=== Begin Enclosure ===
use chrono::{DateTime, Utc};
use serde::{Deserialize, Serialize};
use std::fmt;
use std::time::Instant;
use uuid::Uuid;

use crate::snapshot::SnapshotTrade;
use crate::types::{ExternalId, SessionId, Side, Trade, TradeId, TradeOrigin};

/// Map key for a tracked position. Orphans that have not been persisted yet
/// carry a temporary key until `bind_session` swaps in the ledger id.
#[derive(Debug, Clone, Copy, PartialEq, Eq, Hash)]
pub enum EntryKey {
    Trade(TradeId),
    Pending(Uuid),
}

impl fmt::Display for EntryKey {
    fn fmt(&self, f: &mut fmt::Formatter<'_>) -> fmt::Result {
        match self {
            EntryKey::Trade(id) => write!(f, "#{}", id),
            EntryKey::Pending(uuid) => write!(f, "pending-{}", uuid.simple()),
        }
    }
}

/// One position this process currently considers open
#[derive(Debug, Clone)]
pub struct TrackedPosition {
    pub key: EntryKey,
    pub internal_id: Option<TradeId>,
    pub external_id: Option<ExternalId>,
    pub broker_order_id: Option<String>,
    pub session_id: Option<SessionId>,
    pub symbol: String,
    pub side: Side,
    pub quantity: f64,
    pub entry_price: f64,
    pub entry_time: DateTime<Utc>,
    pub origin: TradeOrigin,
    /// Confirmed against the exchange during the current process lifetime
    pub recovered: bool,
    /// Orphan waiting for `bind_session` to be persisted
    pub needs_session: bool,
    pub(crate) opened_locally_at: Option<Instant>,
}

impl TrackedPosition {
    pub fn from_trade(trade: &Trade) -> Self {
        Self {
            key: EntryKey::Trade(trade.internal_id),
            internal_id: Some(trade.internal_id),
            external_id: trade.external_id.clone(),
            broker_order_id: trade.broker_order_id.clone(),
            session_id: Some(trade.session_id.clone()),
            symbol: trade.symbol.clone(),
            side: trade.side,
            quantity: trade.quantity,
            entry_price: trade.entry_price,
            entry_time: trade.entry_time,
            origin: trade.origin,
            recovered: false,
            needs_session: false,
            opened_locally_at: None,
        }
    }

    pub fn is_pending(&self) -> bool {
        matches!(self.key, EntryKey::Pending(_))
    }

    pub fn to_snapshot_trade(&self) -> SnapshotTrade {
        SnapshotTrade {
            internal_id: self.internal_id,
            symbol: self.symbol.clone(),
            side: self.side,
            quantity: self.quantity,
            entry_price: self.entry_price,
        }
    }
}

/// Outcome of one exchange merge
#[derive(Debug, Clone, Default, PartialEq, Serialize, Deserialize)]
pub struct SyncResult {
    /// Exchange positions tied to an existing trade (memory or ledger)
    pub matched: usize,
    /// Orphan entries created by this sync
    pub created: usize,
    /// Tracked entries dropped because the exchange no longer reports them
    pub stale: usize,
    /// Exchange entries ignored as repeats of one already handled in this sync
    pub duplicates: usize,
    /// Exchange positions whose quantity disagrees with the open trade already
    /// held for that symbol and side; the trade is flagged, nothing is created
    #[serde(default)]
    pub mismatched: usize,
    /// First ledger write failure or quantity conflict; the affected entries
    /// were left untouched
    pub error: Option<String>,
}

impl SyncResult {
    pub fn is_clean(&self) -> bool {
        self.error.is_none()
    }

    pub(crate) fn record_error(&mut self, message: String) {
        if self.error.is_none() {
            self.error = Some(message);
        }
    }
}

/// Which trade `close` should act on
#[derive(Debug, Clone, PartialEq)]
pub enum CloseTarget {
    Id(TradeId),
    Position { symbol: String, side: Side },
}

impl CloseTarget {
    pub fn position(symbol: &str, side: Side) -> Self {
        CloseTarget::Position {
            symbol: symbol.to_string(),
            side,
        }
    }
}

impl fmt::Display for CloseTarget {
    fn fmt(&self, f: &mut fmt::Formatter<'_>) -> fmt::Result {
        match self {
            CloseTarget::Id(id) => write!(f, "trade #{}", id),
            CloseTarget::Position { symbol, side } => write!(f, "{} {}", symbol, side),
        }
    }
}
=== End Enclosure ===
> Instructions for the task:
The output should be exactly the lines above from the line containing "pub fn to_snapshot_trade(&self)" to the line containing "#[derive(Debug, Clone, PartialEq)]", inclusive, with no other lines.

> Task result:
    pub fn to_snapshot_trade(&self) -> SnapshotTrade {
        SnapshotTrade {
            internal_id: self.internal_id,
            symbol: self.symbol.clone(),
            side: self.side,
            quantity: self.quantity,
            entry_price: self.entry_price,
        }
    }
}

/// Outcome of one exchange merge
#[derive(Debug, Clone, Default, PartialEq, Serialize, Deserialize)]
pub struct SyncResult {
    /// Exchange positions tied to an existing trade (memory or ledger)
    pub matched: usize,
    /// Orphan entries created by this sync
    pub created: usize,
    /// Tracked entries dropped because the exchange no longer reports them
    pub stale: usize,
    /// Exchange entries ignored as repeats of one already handled in this sync
    pub duplicates: usize,
    /// Exchange positions whose quantity disagrees with the open trade already
    /// held for that symbol and side; the trade is flagged, nothing is created
    #[serde(default)]
    pub mismatched: usize,
    /// First ledger write failure or quantity conflict; the affected entries
    /// were left untouched
    pub error: Option<String>,
}

impl SyncResult {
    pub fn is_clean(&self) -> bool {
        self.error.is_none()
    }

    pub(crate) fn record_error(&mut self, message: String) {
        if self.error.is_none() {
            self.error = Some(message);
        }
    }
}

/// Which trade `close` should act on
#[derive(Debug, Clone, PartialEq)]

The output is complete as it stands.